Por lo tanto, la actitud de Pinochet de entregar a sus subordinados no es novedosa y ni siquiera agrega algo nuevo a su biografía. Cuando el ejército chileno estaba dirigido por el general Carlos Prats, Pinochet llamaba la atención por sus actitudes serviles y obsecuentes con su superior. La conducta de sirviente se hacía extensiva a su esposa, Lucía Hiriart, quien se ofrecía todos los días a barrer la vereda de la casa de quienes, un año más tarde, ordenarían asesinar en Buenos Aires.

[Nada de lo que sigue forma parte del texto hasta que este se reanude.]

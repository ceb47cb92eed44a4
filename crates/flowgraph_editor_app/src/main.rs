// SPDX-License-Identifier: MIT OR Apache-2.0
//! Flow graph editor host window.
//!
//! Opens one graph asset in an `EditorSession` and shows it on an egui
//! canvas with a breadcrumb bar for subgraph tabs.
//!
//! Usage: `flowgraph_editor [GRAPH.ron] [--config CONFIG.ron]`

mod app;

use app::{EditorApp, LaunchOptions};
use tracing_subscriber::layer::SubscriberExt;
use tracing_subscriber::util::SubscriberInitExt;

const DEFAULT_FILTER: &str = "flowgraph_editor_app=debug,flowgraph_editor_graph=debug,wgpu=warn,naga=warn";

fn main() {
    let env_filter = tracing_subscriber::EnvFilter::try_from_default_env()
        .unwrap_or_else(|_| tracing_subscriber::EnvFilter::new(DEFAULT_FILTER));

    tracing_subscriber::registry()
        .with(env_filter)
        .with(tracing_subscriber::fmt::layer())
        .init();

    tracing::info!("Starting Flow Graph Editor v{}", env!("CARGO_PKG_VERSION"));

    let options = LaunchOptions::from_args(std::env::args().skip(1));
    if let Err(e) = EditorApp::run(options) {
        tracing::error!("Editor crashed: {e}");
        std::process::exit(1);
    }
}
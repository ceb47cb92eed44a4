// SPDX-License-Identifier: MIT OR Apache-2.0
//! Node selection state.

use crate::node::NodeId;
use indexmap::IndexSet;

/// Selection mode for a press on a node
#[derive(Debug, Clone, Copy, PartialEq, Eq, Default)]
pub enum SelectMode {
    /// Select the node alone unless it is already selected
    #[default]
    Keep,
    /// Toggle in current selection (Shift/Ctrl+Click)
    Toggle,
}

/// Selected nodes of the active graph, in selection order.
///
/// When no node is selected the graph itself may be the selection target
/// (`graph_selected`), which external inspector panels use as a fallback.
#[derive(Debug, Clone, Default, PartialEq, Eq)]
pub struct Selection {
    nodes: IndexSet<NodeId>,
    graph_selected: bool,
}

impl Selection {
    /// Create a new empty selection
    pub fn new() -> Self {
        Self::default()
    }

    /// Create a selection with the given nodes
    pub fn with_nodes(nodes: impl IntoIterator<Item = NodeId>) -> Self {
        Self {
            nodes: nodes.into_iter().collect(),
            graph_selected: false,
        }
    }

    /// Check if a node is selected
    pub fn contains(&self, id: NodeId) -> bool {
        self.nodes.contains(&id)
    }

    /// Add a node (idempotent)
    pub fn add(&mut self, id: NodeId) {
        self.nodes.insert(id);
        self.graph_selected = false;
    }

    /// Remove a node
    pub fn remove(&mut self, id: NodeId) -> bool {
        self.nodes.shift_remove(&id)
    }

    /// Toggle a node
    pub fn toggle(&mut self, id: NodeId) {
        if !self.nodes.shift_remove(&id) {
            self.add(id);
        }
    }

    /// Apply a press with the given mode
    pub fn apply(&mut self, id: NodeId, mode: SelectMode) {
        match mode {
            SelectMode::Keep if self.contains(id) => {}
            SelectMode::Keep => self.set([id]),
            SelectMode::Toggle => self.toggle(id),
        }
    }

    /// Replace the selection
    pub fn set(&mut self, ids: impl IntoIterator<Item = NodeId>) {
        self.nodes = ids.into_iter().collect();
        self.graph_selected = false;
    }

    /// Symmetric difference of `base` and `other`
    pub fn symmetric_difference(base: &Selection, other: &[NodeId]) -> Selection {
        let other: IndexSet<NodeId> = other.iter().copied().collect();
        Selection::with_nodes(base.nodes.symmetric_difference(&other).copied())
    }

    /// Clear the selection
    pub fn clear(&mut self) {
        self.nodes.clear();
        self.graph_selected = false;
    }

    /// Clear nodes and select the graph itself
    pub fn select_graph(&mut self) {
        self.nodes.clear();
        self.graph_selected = true;
    }

    /// Whether the graph itself is the selection target
    pub fn is_graph_selected(&self) -> bool {
        self.graph_selected
    }

    /// Keep only nodes matching a predicate
    pub fn retain(&mut self, mut keep: impl FnMut(NodeId) -> bool) -> usize {
        let before = self.nodes.len();
        self.nodes.retain(|id| keep(*id));
        before - self.nodes.len()
    }

    /// Check if the selection is empty
    pub fn is_empty(&self) -> bool {
        self.nodes.is_empty()
    }

    /// Number of selected nodes
    pub fn len(&self) -> usize {
        self.nodes.len()
    }

    /// Iterate over selected nodes
    pub fn iter(&self) -> impl Iterator<Item = NodeId> + '_ {
        self.nodes.iter().copied()
    }

    /// Selected ids as a vector
    pub fn to_vec(&self) -> Vec<NodeId> {
        self.iter().collect()
    }
}

#[cfg(test)]
mod tests {
    use super::*;

    #[test]
    fn test_toggle_and_apply() {
        let a = NodeId::new();
        let b = NodeId::new();
        let mut selection = Selection::new();
        selection.apply(a, SelectMode::Keep);
        selection.apply(b, SelectMode::Toggle);
        assert_eq!(selection.to_vec(), vec![a, b]);
        // Pressing a selected node keeps the group for dragging
        selection.apply(b, SelectMode::Keep);
        assert_eq!(selection.to_vec(), vec![a, b]);
        selection.apply(a, SelectMode::Toggle);
        assert_eq!(selection.to_vec(), vec![b]);
        selection.apply(a, SelectMode::Keep);
        assert_eq!(selection.to_vec(), vec![a]);
    }

    #[test]
    fn test_symmetric_difference() {
        let a = NodeId::new();
        let b = NodeId::new();
        let c = NodeId::new();
        let base = Selection::with_nodes([a, b]);
        let merged = Selection::symmetric_difference(&base, &[a, c]);
        assert!(!merged.contains(a));
        assert!(merged.contains(b));
        assert!(merged.contains(c));
        assert_eq!(merged.len(), 2);
    }

    #[test]
    fn test_graph_fallback_target() {
        let a = NodeId::new();
        let mut selection = Selection::with_nodes([a]);
        selection.select_graph();
        assert!(selection.is_empty());
        assert!(selection.is_graph_selected());
        selection.add(a);
        assert!(!selection.is_graph_selected());
    }

    #[test]
    fn test_retain_reports_removed() {
        let a = NodeId::new();
        let b = NodeId::new();
        let mut selection = Selection::with_nodes([a, b]);
        assert_eq!(selection.retain(|id| id == a), 1);
        assert_eq!(selection.to_vec(), vec![a]);
    }
}
// SPDX-License-Identifier: MIT OR Apache-2.0
//! Editor session: one open graph plus every cache and mode around it.
//!
//! All model mutation goes through [`EditorSession`]. Each mutating call
//! records an undo snapshot before touching the graph, invalidates the
//! lookup maps and publishes the matching [`EditorEvent`].

use crate::clipboard::{unique_name, Clipboard, PasteBatch};
use crate::config::EditorConfig;
use crate::connection::ConnectionId;
use crate::events::{ContextTarget, DeferredQueue, EditorEvent, EventBus, SubscriptionId};
use crate::graph::{ConnectionError, Graph, RemoveMode, RepairReport, ReorderDirection};
use crate::history::{EditorSnapshot, History, SnapshotRecorder, UndoStack};
use crate::interaction::{ConnectHint, InputTracker, InteractionState};
use crate::lookup::{self, LookupMaps};
use crate::node::NodeId;
use crate::persistence::{GraphStore, PersistenceError};
use crate::registry::{NodeTypeRegistry, RegistryError};
use crate::selection::Selection;
use crate::socket::{Socket, SocketId};
use crate::tabs::TabStack;
use crate::view::{snap, ViewState, ViewTransform};
use egui::{Pos2, Rect, Vec2};
use std::collections::HashSet;
use std::path::{Path, PathBuf};
use thiserror::Error;

/// Margin kept around framed nodes, in world units
const FRAME_MARGIN: f32 = 40.0;

/// Session errors
#[derive(Debug, Error)]
pub enum EditorError {
    /// Unknown node type requested
    #[error(transparent)]
    Registry(#[from] RegistryError),

    /// Load or save failed
    #[error(transparent)]
    Persistence(#[from] PersistenceError),

    /// The active tab does not resolve to a graph
    #[error("Active graph is not available")]
    GraphUnavailable,
}

/// Work deferred to the next event-loop tick
#[derive(Debug, Clone, PartialEq)]
pub enum SessionAction {
    /// Force a full lookup rebuild
    RebuildLookups,
    /// Fit the view around these nodes (all nodes if empty)
    FrameNodes(Vec<NodeId>),
    /// Recompute duplicate-name flags in every graph
    ValidateNames,
}

/// An open graph with its editor state
pub struct EditorSession {
    pub(crate) root: Graph,
    pub(crate) tabs: TabStack,
    pub(crate) view: ViewTransform,
    pub(crate) selection: Selection,
    pub(crate) lookup: LookupMaps,
    pub(crate) state: InteractionState,
    pub(crate) input: InputTracker,
    pub(crate) history: Box<dyn UndoStack>,
    pub(crate) recorder: SnapshotRecorder,
    pub(crate) clipboard: Clipboard,
    pub(crate) events: EventBus,
    pub(crate) deferred: DeferredQueue<SessionAction>,
    pub(crate) config: EditorConfig,
    pub(crate) registry: NodeTypeRegistry,
    pub(crate) context_menu: Option<(ContextTarget, Pos2)>,
    asset_path: Option<PathBuf>,
    dirty: bool,
}

impl std::fmt::Debug for EditorSession {
    fn fmt(&self, f: &mut std::fmt::Formatter<'_>) -> std::fmt::Result {
        f.debug_struct("EditorSession")
            .field("graph", &self.root.name)
            .field("tabs", &self.tabs.breadcrumb())
            .field("state", &self.state)
            .field("selection", &self.selection.len())
            .field("dirty", &self.dirty)
            .finish_non_exhaustive()
    }
}

fn validate_all(graph: &mut Graph) {
    graph.validate_names();
    for node in graph.nodes_mut() {
        if let Some(subgraph) = node.subgraph.as_deref_mut() {
            validate_all(subgraph);
        }
    }
}
// SPDX-License-Identifier: MIT OR Apache-2.0
//! Connection (edge) definitions for the graph.

use crate::node::NodeId;
use crate::socket::SocketId;
use serde::{Deserialize, Serialize};
use uuid::Uuid;

/// Unique identifier for a connection
#[derive(Debug, Clone, Copy, PartialEq, Eq, Hash, PartialOrd, Ord, Serialize, Deserialize)]
pub struct ConnectionId(pub Uuid);

impl ConnectionId {
    /// Create a new random connection ID
    pub fn new() -> Self {
        Self(Uuid::new_v4())
    }
}

impl Default for ConnectionId {
    fn default() -> Self {
        Self::new()
    }
}

/// A directed connection from an output socket to an input socket.
///
/// The graph owns exactly one record per connection; both endpoint sockets
/// refer to it by id.
#[derive(Debug, Clone, PartialEq, Eq, Serialize, Deserialize)]
pub struct Connection {
    /// Unique connection ID
    pub id: ConnectionId,
    /// Node owning the output socket
    pub output_node: NodeId,
    /// Output socket
    pub output_socket: SocketId,
    /// Node owning the input socket
    pub input_node: NodeId,
    /// Input socket
    pub input_socket: SocketId,
}

impl Connection {
    /// Create a new connection
    pub fn new(
        output_node: NodeId,
        output_socket: SocketId,
        input_node: NodeId,
        input_socket: SocketId,
    ) -> Self {
        Self {
            id: ConnectionId::new(),
            output_node,
            output_socket,
            input_node,
            input_socket,
        }
    }

    /// Check if this connection involves a specific node
    pub fn involves_node(&self, node_id: NodeId) -> bool {
        self.output_node == node_id || self.input_node == node_id
    }

    /// Check if this connection involves a specific socket
    pub fn involves_socket(&self, socket_id: SocketId) -> bool {
        self.output_socket == socket_id || self.input_socket == socket_id
    }

    /// Whether the connection joins exactly this output/input pair
    pub fn joins(&self, output_socket: SocketId, input_socket: SocketId) -> bool {
        self.output_socket == output_socket && self.input_socket == input_socket
    }

    /// The socket on the other end from `socket_id`
    pub fn other_end(&self, socket_id: SocketId) -> Option<(NodeId, SocketId)> {
        if self.output_socket == socket_id {
            Some((self.input_node, self.input_socket))
        } else if self.input_socket == socket_id {
            Some((self.output_node, self.output_socket))
        } else {
            None
        }
    }
}
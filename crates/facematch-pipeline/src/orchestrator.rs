//! Match Orchestrator: scan a candidate pool against one query face.
//!
//! A request resolves and prepares the query once, judges every candidate
//! (sequentially or on a bounded pool of tasks), ranks the records by
//! confidence, and filters them by the requested minimum. Candidate-level
//! failures are counted in [`ScanStats`] and never abort the scan.

use crate::cache;
use crate::compare::FaceComparator;
use crate::config::PipelineConfig;
use crate::ensemble::{ComparisonMode, Verdict};
use crate::error::{MatchError, SkipReason, StoreError};
use crate::preprocess::{PreparedImage, Preprocessor};
use crate::profile::CandidateProfile;
use crate::store::{ImageReference, ImageStore, ResolvedImage, WorkDir};
use facematch_core::RecognitionEngine;
use std::sync::Arc;
use tokio::sync::Semaphore;
use tokio::task::JoinSet;

/// Per-request knobs.
#[derive(Debug, Clone, PartialEq)]
pub struct MatchRequest {
    pub min_confidence: f32,
    /// Number of matches to return; 1 returns the best match alone, 0 returns all.
    pub top_n: usize,
    pub parallel: bool,
}

impl MatchRequest {
    pub fn from_config(config: &PipelineConfig) -> Self {
        Self {
            min_confidence: config.min_confidence,
            top_n: config.top_n,
            parallel: config.parallel,
        }
    }
}

impl Default for MatchRequest {
    fn default() -> Self {
        Self::from_config(&PipelineConfig::default())
    }
}

/// A candidate that was successfully compared with the query.
#[derive(Debug, Clone, PartialEq)]
pub struct MatchRecord {
    /// Position in the submitted pool.
    pub index: usize,
    pub profile: CandidateProfile,
    pub verdict: Verdict,
    pub query_quality: f32,
    pub candidate_quality: f32,
}

impl MatchRecord {
    pub fn confidence(&self) -> f32 {
        self.verdict.confidence()
    }

    pub fn distance(&self) -> f32 {
        self.verdict.distance()
    }

    pub fn verified(&self) -> bool {
        self.verdict.verified()
    }
}

/// Counters for one scan.
#[derive(Debug, Clone, Copy, Default, PartialEq, Eq)]
pub struct ScanStats {
    pub scanned: usize,
    /// Candidates that produced a match record.
    pub matched: usize,
    pub missing_photo: usize,
    pub image_unavailable: usize,
    pub comparison_failed: usize,
}

#[derive(Debug, Clone, PartialEq)]
pub enum RankedMatches {
    Best(MatchRecord),
    Top {
        matches: Vec<MatchRecord>,
        total_found: usize,
    },
}

impl RankedMatches {
    /// The highest-ranked record.
    pub fn best(&self) -> Option<&MatchRecord> {
        match self {
            Self::Best(record) => Some(record),
            Self::Top { matches, .. } => matches.first(),
        }
    }
}

#[derive(Debug, Clone, PartialEq)]
pub struct MatchReport {
    pub ranked: RankedMatches,
    pub stats: ScanStats,
}

#[derive(Clone)]
pub struct MatchOrchestrator {
    store: Arc<ImageStore>,
    preprocessor: Arc<Preprocessor>,
    comparator: Arc<FaceComparator>,
    mode: Arc<ComparisonMode>,
    max_workers: usize,
}

impl MatchOrchestrator {
    /// Build the pipeline stages around `engine`, creating the work directory.
    pub fn new(engine: Arc<dyn RecognitionEngine>, config: &PipelineConfig) -> Result<Self, StoreError> {
        let work_dir = Arc::new(WorkDir::create(config.work_dir.clone())?);
        tracing::debug!(path = %work_dir.path().display(), "work directory ready");

        let store = ImageStore::new(config, Arc::clone(&work_dir))?;
        let preprocessor = Preprocessor::new(Arc::clone(&engine), work_dir, config);
        let comparator = FaceComparator::new(engine, config);

        Ok(Self {
            store: Arc::new(store),
            preprocessor: Arc::new(preprocessor),
            comparator: Arc::new(comparator),
            mode: Arc::new(config.comparison_mode()),
            max_workers: config.max_workers.max(1),
        })
    }

    pub fn store(&self) -> &ImageStore {
        &self.store
    }

    /// Remove every file written on behalf of this orchestrator.
    pub fn cleanup(&self) {
        self.preprocessor.purge_evicted();
        self.store.cleanup();
    }

    /// Find the candidates whose photo matches the query face.
    pub async fn find_matches(
        &self,
        query: &ImageReference,
        pool: Vec<CandidateProfile>,
        request: &MatchRequest,
    ) -> Result<MatchReport, MatchError> {
        let resolved = self.store.resolve_query(query).await.map_err(|e| {
            tracing::warn!(query = %query, error = %e, "query image rejected");
            MatchError::InvalidQuery(e)
        })?;

        let outcome = self.match_resolved(&resolved, pool, request).await;

        if matches!(query, ImageReference::Inline(_)) {
            self.store.release(&resolved);
        }
        outcome
    }

    async fn match_resolved(
        &self,
        query: &ResolvedImage,
        pool: Vec<CandidateProfile>,
        request: &MatchRequest,
    ) -> Result<MatchReport, MatchError> {
        if pool.is_empty() {
            return Err(MatchError::NoCandidates {
                stats: ScanStats::default(),
            });
        }

        let prepared = self.preprocessor.prepare(query).await;
        tracing::info!(
            candidates = pool.len(),
            mode = ?self.mode,
            parallel = request.parallel,
            query_quality = prepared.quality,
            "scanning candidates"
        );

        let (records, stats) = if request.parallel {
            self.scan_parallel(&prepared, pool).await
        } else {
            self.scan_sequential(&prepared, pool).await
        };

        if prepared.is_derived() {
            cache::remove_file_quietly(&prepared.path);
        }

        tracing::info!(
            scanned = stats.scanned,
            matched = stats.matched,
            missing_photo = stats.missing_photo,
            image_unavailable = stats.image_unavailable,
            comparison_failed = stats.comparison_failed,
            "scan finished"
        );

        rank(records, stats, request)
    }

    async fn scan_sequential(
        &self,
        query: &PreparedImage,
        pool: Vec<CandidateProfile>,
    ) -> (Vec<MatchRecord>, ScanStats) {
        let mut tally = Tally::new(pool.len());
        for (index, profile) in pool.into_iter().enumerate() {
            let name = profile.display_name().to_string();
            let outcome = self.scan_candidate(index, profile, query).await;
            tally.record(index, &name, outcome);
        }
        tally.finish()
    }

    async fn scan_parallel(
        &self,
        query: &PreparedImage,
        pool: Vec<CandidateProfile>,
    ) -> (Vec<MatchRecord>, ScanStats) {
        let mut tally = Tally::new(pool.len());
        let semaphore = Arc::new(Semaphore::new(self.max_workers));
        let query = Arc::new(query.clone());
        let mut tasks = JoinSet::new();

        for (index, profile) in pool.into_iter().enumerate() {
            let this = self.clone();
            let query = Arc::clone(&query);
            let semaphore = Arc::clone(&semaphore);
            tasks.spawn(async move {
                let _permit = semaphore.acquire_owned().await.ok();
                let name = profile.display_name().to_string();
                let outcome = this.scan_candidate(index, profile, &query).await;
                (index, name, outcome)
            });
        }

        while let Some(joined) = tasks.join_next().await {
            match joined {
                Ok((index, name, outcome)) => tally.record(index, &name, outcome),
                Err(e) => {
                    tracing::warn!(error = %e, "candidate task failed");
                    tally.stats.comparison_failed += 1;
                }
            }
        }
        tally.finish()
    }

    async fn scan_candidate(
        &self,
        index: usize,
        profile: CandidateProfile,
        query: &PreparedImage,
    ) -> Result<MatchRecord, SkipReason> {
        let reference = ImageReference::parse(profile.photo_url().ok_or(SkipReason::MissingPhoto)?);
        let resolved = self.store.resolve(&reference).await?;
        let candidate = self.preprocessor.preprocess(&resolved).await;

        let verdict = self
            .mode
            .judge(
                &self.comparator,
                &query.path,
                &candidate.path,
                query.quality,
                candidate.quality,
            )
            .await
            .ok_or(SkipReason::ComparisonFailed)?;

        Ok(MatchRecord {
            index,
            profile,
            verdict,
            query_quality: query.quality,
            candidate_quality: candidate.quality,
        })
    }
}

struct Tally {
    records: Vec<MatchRecord>,
    stats: ScanStats,
}

impl Tally {
    fn new(scanned: usize) -> Self {
        Self {
            records: Vec::with_capacity(scanned),
            stats: ScanStats {
                scanned,
                ..ScanStats::default()
            },
        }
    }

    fn record(&mut self, index: usize, name: &str, outcome: Result<MatchRecord, SkipReason>) {
        match outcome {
            Ok(record) => {
                tracing::debug!(
                    index,
                    candidate = name,
                    confidence = record.confidence(),
                    distance = record.distance(),
                    verified = record.verified(),
                    models = record.verdict.model_count(),
                    "candidate compared"
                );
                self.stats.matched += 1;
                self.records.push(record);
            }
            Err(SkipReason::MissingPhoto) => {
                tracing::debug!(index, candidate = name, "candidate has no photo");
                self.stats.missing_photo += 1;
            }
            Err(reason @ SkipReason::ImageUnavailable(_)) => {
                tracing::warn!(index, candidate = name, reason = %reason, "skipping candidate");
                self.stats.image_unavailable += 1;
            }
            Err(reason @ SkipReason::ComparisonFailed) => {
                tracing::warn!(index, candidate = name, reason = %reason, "skipping candidate");
                self.stats.comparison_failed += 1;
            }
        }
    }

    fn finish(self) -> (Vec<MatchRecord>, ScanStats) {
        (self.records, self.stats)
    }
}

/// Order by confidence (ties by pool position), drop weak matches, and cut to `top_n`.
fn rank(mut records: Vec<MatchRecord>, stats: ScanStats, request: &MatchRequest) -> Result<MatchReport, MatchError> {
    if records.is_empty() {
        return Err(MatchError::NoCandidates { stats });
    }

    records.sort_by(|a, b| {
        b.confidence()
            .total_cmp(&a.confidence())
            .then(a.index.cmp(&b.index))
    });

    let processed = records.len();
    records.retain(|r| r.confidence() >= request.min_confidence);
    if records.is_empty() {
        return Err(MatchError::NoMatch {
            min_confidence: request.min_confidence,
            processed,
            stats,
        });
    }

    let ranked = if request.top_n == 1 {
        let mut records = records.into_iter();
        match records.next() {
            Some(best) => RankedMatches::Best(best),
            None => return Err(MatchError::NoCandidates { stats }),
        }
    } else {
        let total_found = records.len();
        if request.top_n > 0 {
            records.truncate(request.top_n);
        }
        RankedMatches::Top {
            matches: records,
            total_found,
        }
    };

    Ok(MatchReport { ranked, stats })
}
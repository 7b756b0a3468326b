//! Test doubles shared by the pipeline's unit tests.

use crate::store::WorkDir;
use axum::extract::State;
use axum::http::{StatusCode, Uri};
use axum::response::{IntoResponse, Response};
use axum::Router;
use facematch_core::{
    BoundingBox, DetectOptions, DetectedFace, EngineError, RecognitionEngine, Verification, VerifyOptions,
};
use image::{DynamicImage, GrayImage, ImageFormat, Luma, Rgb, RgbImage};
use std::collections::HashMap;
use std::io::Cursor;
use std::net::SocketAddr;
use std::path::{Path, PathBuf};
use std::sync::atomic::{AtomicUsize, Ordering};
use std::sync::{Arc, Mutex};
use std::time::Duration;

type VerifyFn = dyn Fn(&Path, &Path, &VerifyOptions) -> Result<Verification, EngineError> + Send + Sync;
type FacesFn = dyn Fn(&Path) -> Result<Vec<DetectedFace>, EngineError> + Send + Sync;

/// Scripted [`RecognitionEngine`].
pub(crate) struct FakeEngine {
    verify: Box<VerifyFn>,
    faces: Box<FacesFn>,
    delay: Option<Duration>,
    verify_calls: AtomicUsize,
    extract_calls: AtomicUsize,
}

impl FakeEngine {
    /// Verifies every pair at distance 0.1 against threshold 0.4 and finds no faces.
    pub fn new() -> Self {
        Self {
            verify: Box::new(|_, _, _| Ok(verification(0.1, 0.4))),
            faces: Box::new(|_| Ok(Vec::new())),
            delay: None,
            verify_calls: AtomicUsize::new(0),
            extract_calls: AtomicUsize::new(0),
        }
    }

    pub fn with_verify(
        mut self,
        f: impl Fn(&Path, &Path, &VerifyOptions) -> Result<Verification, EngineError> + Send + Sync + 'static,
    ) -> Self {
        self.verify = Box::new(f);
        self
    }

    pub fn with_faces(
        mut self,
        f: impl Fn(&Path) -> Result<Vec<DetectedFace>, EngineError> + Send + Sync + 'static,
    ) -> Self {
        self.faces = Box::new(f);
        self
    }

    /// Sleep this long inside every call.
    pub fn with_delay(mut self, delay: Duration) -> Self {
        self.delay = Some(delay);
        self
    }

    /// Distance picked by the shade of the second image; unknown shades fail.
    pub fn by_candidate_shade(distances: &[(u8, f32)], threshold: f32) -> Self {
        let table: HashMap<u8, f32> = distances.iter().copied().collect();
        Self::new().with_verify(move |_, candidate, _| {
            let shade = shade_of(candidate);
            table
                .get(&shade)
                .map(|&distance| verification(distance, threshold))
                .ok_or_else(|| EngineError::NoFaceDetected(format!("shade {shade}")))
        })
    }

    pub fn verify_calls(&self) -> usize {
        self.verify_calls.load(Ordering::SeqCst)
    }

    pub fn extract_calls(&self) -> usize {
        self.extract_calls.load(Ordering::SeqCst)
    }

    fn pause(&self) {
        if let Some(delay) = self.delay {
            std::thread::sleep(delay);
        }
    }
}

impl RecognitionEngine for FakeEngine {
    fn verify(&self, a: &Path, b: &Path, options: &VerifyOptions) -> Result<Verification, EngineError> {
        self.verify_calls.fetch_add(1, Ordering::SeqCst);
        self.pause();
        (self.verify)(a, b, options)
    }

    fn extract_faces(&self, image: &Path, _options: &DetectOptions) -> Result<Vec<DetectedFace>, EngineError> {
        self.extract_calls.fetch_add(1, Ordering::SeqCst);
        self.pause();
        (self.faces)(image)
    }
}

pub(crate) fn verification(distance: f32, threshold: f32) -> Verification {
    Verification {
        distance,
        verified: distance <= threshold,
        threshold: Some(threshold),
    }
}

/// A detected face with a 16×16 grey crop.
pub(crate) fn face(x: f32, y: f32, width: f32, height: f32, confidence: f32) -> DetectedFace {
    DetectedFace {
        bbox: BoundingBox {
            x,
            y,
            width,
            height,
            confidence,
            landmarks: None,
        },
        crop: RgbImage::from_pixel(16, 16, Rgb([128, 128, 128])),
    }
}

pub(crate) fn encode_png(image: &DynamicImage) -> Vec<u8> {
    let mut bytes = Vec::new();
    image
        .write_to(&mut Cursor::new(&mut bytes), ImageFormat::Png)
        .unwrap();
    bytes
}

pub(crate) fn rgb_png(width: u32, height: u32) -> Vec<u8> {
    let image = RgbImage::from_fn(width, height, |x, y| Rgb([(x * 7) as u8, (y * 5) as u8, 90]));
    encode_png(&DynamicImage::ImageRgb8(image))
}

pub(crate) fn gray_png(width: u32, height: u32) -> Vec<u8> {
    let image = GrayImage::from_fn(width, height, |x, _| Luma([(x * 9) as u8]));
    encode_png(&DynamicImage::ImageLuma8(image))
}

/// Flat RGB image of one grey shade; shades should be multiples of 40.
pub(crate) fn shade_png(shade: u8) -> Vec<u8> {
    encode_png(&DynamicImage::ImageRgb8(RgbImage::from_pixel(32, 32, Rgb([shade, shade, shade]))))
}

/// Recover the shade written by [`shade_png`], tolerant of JPEG re-encoding.
pub(crate) fn shade_of(path: &Path) -> u8 {
    let image = image::open(path).unwrap().to_rgb8();
    let centre = image.get_pixel(image.width() / 2, image.height() / 2).0[0];
    ((f32::from(centre) / 40.0).round() * 40.0) as u8
}

pub(crate) fn write_file(work_dir: &WorkDir, extension: &str, bytes: &[u8]) -> PathBuf {
    let path = work_dir.fresh_file(extension);
    std::fs::write(&path, bytes).unwrap();
    path
}

#[derive(Clone, Default)]
struct ServerState {
    routes: Arc<Mutex<HashMap<String, Vec<u8>>>>,
    hits: Arc<Mutex<HashMap<String, usize>>>,
}

/// Local HTTP server serving registered byte blobs and counting requests per path.
pub(crate) struct ImageServer {
    addr: SocketAddr,
    state: ServerState,
}

impl ImageServer {
    pub async fn start() -> Self {
        let state = ServerState::default();
        let app = Router::new().fallback(serve).with_state(state.clone());
        let listener = tokio::net::TcpListener::bind("127.0.0.1:0").await.unwrap();
        let addr = listener.local_addr().unwrap();
        tokio::spawn(async move {
            axum::serve(listener, app).await.unwrap();
        });
        Self { addr, state }
    }

    pub fn serve(&self, path: &str, bytes: Vec<u8>) {
        self.state.routes.lock().unwrap().insert(path.to_string(), bytes);
    }

    pub fn url(&self, path: &str) -> String {
        format!("http://{}{path}", self.addr)
    }

    pub fn hits(&self, path: &str) -> usize {
        self.state.hits.lock().unwrap().get(path).copied().unwrap_or(0)
    }
}

async fn serve(State(state): State<ServerState>, uri: Uri) -> Response {
    let path = uri.path().to_string();
    *state.hits.lock().unwrap().entry(path.clone()).or_default() += 1;
    let body = state.routes.lock().unwrap().get(&path).cloned();
    match body {
        Some(bytes) => (StatusCode::OK, bytes).into_response(),
        None => StatusCode::NOT_FOUND.into_response(),
    }
}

Como se sabe, el 30 de setiembre de 1974 una bomba explotó en el auto de los Prats matando al general legalista y a su esposa, Sofía Cuthbert.

Crimen e indignidad

La historia brinda numerosos ejemplos de asesinos y numerosos ejemplos de cobardes, pero esta combinación de crimen y bajeza moral que manifiesta la banda pinochetista con su jefe a la cabeza no se ve con tanta frecuencia. Se puede ser de derecha o de izquierda, autoritario o democrático, creyente o agnóstico, pero ninguna posición ideológica incluye necesariamente conductas canallas. Incluso, como dato histórico, puede aceptarse la muerte como razón de estado o como estrategia de poder, a condición, claro está, de que quienes recurran a esos medios se hagan cargo de lo que hicieron.

Pareciera que una constante de los dictadores de toda laya es la de rehuir su responsabilidad y no afrontar loas consecuencias de sus propios actos. Llama la atención, indigna y subleva que los mismos que mataron sin piedad, que se ensañaron sobre los cuerpos vencidos, que no ahorraron sufrimientos a sus víctimas hoy se dediquen a delatarse entre ellos, conducta que ni siquiera aceptan los vulgares delincuentes porque, hasta en el ambiente del hampa, ciertos códigos que tienen que ver con el coraje y la hombría, se respetan.

A esta altura de los acontecimientos importa poco que Pinochet vaya a la cárcel. Ningún castigo recuperará las vidas perdidas y el daño hecho, pero el espectáculo de ver a los poderosos de ayer incriminarse mutuamente, balbucear mentiras lastimosas y reclamar a la sociedad una piedad que jamás tuvieron para que no los sancionen, es la lección más importante e incluso el homenaje más digno a los muertos y desaparecidos.

Estos ancianos temblorosos, gimoteantes y acobardados son los asesinos de ayer. Es probable que siempre hayan sido los mismos, pero ahora podemos contemplar sus verdaderos rostros. Pudieron haber cerrado su experiencia con un mínimo de altivez y coraje; optaron por lo contrario.